Only lines containing the string "loader" belong in the answer; copy all of them from the entries.

Start of Material provided

use eyre::{eyre, Result, WrapErr};
use std::path::PathBuf;
use std::str::FromStr;
use std::time::Duration;

/// Runtime configuration for both binaries, loaded from the environment
/// (after `dotenvy` has had a chance to populate it from a local `.env`).
#[derive(Debug, Clone)]
pub struct Config {
    /// Replication feed root.
    pub base_url: String,
    /// State file location; defaults to `{base_url}/state.yaml`.
    pub state_url: String,
    pub db_url: String,

    pub num_workers: usize,
    pub max_db_connections: u32,
    /// Rows per upsert transaction.
    pub batch_size: usize,
    /// Bounded job/batch channel capacity.
    pub queue_size: usize,
    /// Archive read buffer, bytes.
    pub buffer_size: usize,

    /// Global minimum spacing between upstream HTTP calls.
    pub throttle_delay: Duration,
    pub polling_interval: Duration,
    pub retry_interval: Duration,
    /// Re-dispatches per sequence after its first failure.
    pub max_retries: u32,
    /// Age at which a `processing` row is reclaimed to `failed`.
    pub stale_grace: Duration,
    pub stale_scan_interval: Duration,

    pub http_timeout: Duration,
    pub http_connect_timeout: Duration,
    /// Server-side statement timeout applied to every pooled connection.
    pub statement_timeout: Duration,
    /// In-fetch retry attempts (exponential backoff between them).
    pub fetch_attempts: u32,

    /// Archive loader only: drop records whose closed_at is older than
    /// `now - retention_days`. Zero disables the window.
    pub retention_days: u32,
    /// Overrides the descent starting point (instead of the remote tip).
    pub start_sequence: Option<u64>,
    /// Lower bound of historical descent.
    pub min_sequence: u64,

    pub lock_file: PathBuf,
    /// Default tracing filter when RUST_LOG is unset.
    pub log_level: String,
}

const DEFAULT_BASE_URL: &str = "https://planet.osm.org/replication/changesets";

impl Config {
    /// Daemon configuration: replication-sized batches.
    pub fn from_env() -> Result<Self> {
        Self::load(1_000)
    }

    /// Archive loader configuration: bulk-sized batches.
    pub fn from_env_archive() -> Result<Self> {
        Self::load(50_000)
    }

    fn load(default_batch_size: usize) -> Result<Self> {
        let base_url: String = env_or("REPLICATION_BASE_URL", DEFAULT_BASE_URL.to_string())?;
        let base_url = base_url.trim_end_matches('/').to_string();
        let state_url = match std::env::var("REPLICATION_STATE_URL") {
            Ok(v) if !v.is_empty() => v,
            _ => format!("{base_url}/state.yaml"),
        };

        let start_sequence: u64 = env_or("START_SEQUENCE", 0)?;

        let cfg = Config {
            base_url,
            state_url,
            db_url: db_url_from_env()?,
            num_workers: env_or("NUM_WORKERS", 4)?,
            max_db_connections: env_or("MAX_DB_CONNECTIONS", 16)?,
            batch_size: env_or("BATCH_SIZE", default_batch_size)?,
            queue_size: env_or("QUEUE_SIZE", 1_000)?,
            buffer_size: env_or("BUFFER_SIZE", 262_144)?,
            throttle_delay: secs_f64("THROTTLE_DELAY_SECONDS", 1.0)?,
            polling_interval: secs("POLLING_INTERVAL_SECONDS", 60)?,
            retry_interval: secs("RETRY_INTERVAL_SECONDS", 60)?,
            max_retries: env_or("MAX_RETRIES", 3)?,
            stale_grace: secs("STALE_PROCESSING_GRACE_SECONDS", 600)?,
            stale_scan_interval: secs("STALE_SCAN_INTERVAL_SECONDS", 300)?,
            http_timeout: secs("HTTP_TIMEOUT_SECONDS", 180)?,
            http_connect_timeout: secs("HTTP_CONNECT_TIMEOUT_SECONDS", 30)?,
            statement_timeout: secs("STATEMENT_TIMEOUT_SECONDS", 300)?,
            fetch_attempts: env_or("FETCH_ATTEMPTS", 3)?,
            retention_days: env_or("RETENTION_DAYS", 0)?,
            start_sequence: (start_sequence > 0).then_some(start_sequence),
            min_sequence: env_or::<u64>("MIN_SEQUENCE", 1)?.max(1),
            lock_file: PathBuf::from(env_or(
                "LOCK_FILE",
                "osm-changeset-sync.lock".to_string(),
            )?),
            log_level: env_or("LOG_LEVEL", "info".to_string())?,
        };

        cfg.validate()?;
        Ok(cfg)
    }

    fn validate(&self) -> Result<()> {
        if self.num_workers == 0 {
            return Err(eyre!("NUM_WORKERS must be > 0"));
        }
        if self.batch_size == 0 {
            return Err(eyre!("BATCH_SIZE must be > 0"));
        }
        if self.queue_size == 0 {
            return Err(eyre!("QUEUE_SIZE must be > 0"));
        }
        if self.max_db_connections == 0 {
            return Err(eyre!("MAX_DB_CONNECTIONS must be > 0"));
        }
        if self.fetch_attempts == 0 {
            return Err(eyre!("FETCH_ATTEMPTS must be > 0"));
        }
        Ok(())
    }

    /// The database URL with any password replaced, safe for startup logs.
    pub fn redacted_db_url(&self) -> String {
        redact_db_url(&self.db_url)
    }
}

/// `DATABASE_URL` wins; otherwise assemble from the POSTGRES_* parts.
fn db_url_from_env() -> Result<String> {
    if let Ok(url) = std::env::var("DATABASE_URL") {
        if !url.is_empty() {
            return Ok(url);
        }
    }

    let host = std::env::var("POSTGRES_HOST").unwrap_or_else(|_| "localhost".to_string());
    let port = std::env::var("POSTGRES_PORT").unwrap_or_else(|_| "5432".to_string());
    let user = std::env::var("POSTGRES_USER")
        .map_err(|_| eyre!("set DATABASE_URL or POSTGRES_USER/POSTGRES_PASSWORD/POSTGRES_DB"))?;
    let password = std::env::var("POSTGRES_PASSWORD").unwrap_or_default();
    let dbname = std::env::var("POSTGRES_DB").map_err(|_| eyre!("POSTGRES_DB is not set"))?;

    Ok(build_db_url(&host, &port, &user, &password, &dbname))
}

fn build_db_url(host: &str, port: &str, user: &str, password: &str, dbname: &str) -> String {
    if password.is_empty() {
        format!("postgres://{user}@{host}:{port}/{dbname}")
    } else {
        format!("postgres://{user}:{password}@{host}:{port}/{dbname}")
    }
}

fn redact_db_url(url: &str) -> String {
    let Some(scheme_end) = url.find("://") else {
        return url.to_string();
    };
    let rest = &url[scheme_end + 3..];
    let Some(at) = rest.find('@') else {
        return url.to_string();
    };
    let userinfo = &rest[..at];
    match userinfo.find(':') {
        Some(colon) => format!(
            "{}://{}:***@{}",
            &url[..scheme_end],
            &userinfo[..colon],
            &rest[at + 1..]
        ),
        None => url.to_string(),
    }
}

fn env_or<T: FromStr>(key: &str, default: T) -> Result<T>
where
    T::Err: std::error::Error + Send + Sync + 'static,
{
    match std::env::var(key) {
        Ok(v) if !v.is_empty() => v
            .parse::<T>()
            .wrap_err_with(|| format!("invalid value for {key}: '{v}'")),
        _ => Ok(default),
    }
}

fn secs(key: &str, default: u64) -> Result<Duration> {
    Ok(Duration::from_secs(env_or(key, default)?))
}

fn secs_f64(key: &str, default: f64) -> Result<Duration> {
    let v: f64 = env_or(key, default)?;
    if !v.is_finite() || v < 0.0 {
        return Err(eyre!("{key} must be a non-negative number of seconds"));
    }
    Ok(Duration::from_secs_f64(v))
}

#[cfg(test)]
mod tests {
    use super::*;

    #[test]
    fn build_url_with_and_without_password() {
        assert_eq!(
            build_db_url("db", "5432", "osm", "s3cret", "changesets"),
            "postgres://osm:s3cret@db:5432/changesets"
        );
        assert_eq!(
            build_db_url("db", "5432", "osm", "", "changesets"),
            "postgres://osm@db:5432/changesets"
        );
    }

    #[test]
    fn redaction_hides_password_only() {
        assert_eq!(
            redact_db_url("postgres://osm:s3cret@db:5432/changesets"),
            "postgres://osm:***@db:5432/changesets"
        );
        // No password, nothing to hide.
        assert_eq!(
            redact_db_url("postgres://osm@db:5432/changesets"),
            "postgres://osm@db:5432/changesets"
        );
        // Not a URL at all; returned untouched.
        assert_eq!(redact_db_url("not-a-url"), "not-a-url");
    }
}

End of Material provided

◆ Answer to the exercise:
    /// Archive loader only: drop records whose closed_at is older than
    /// Archive loader configuration: bulk-sized batches.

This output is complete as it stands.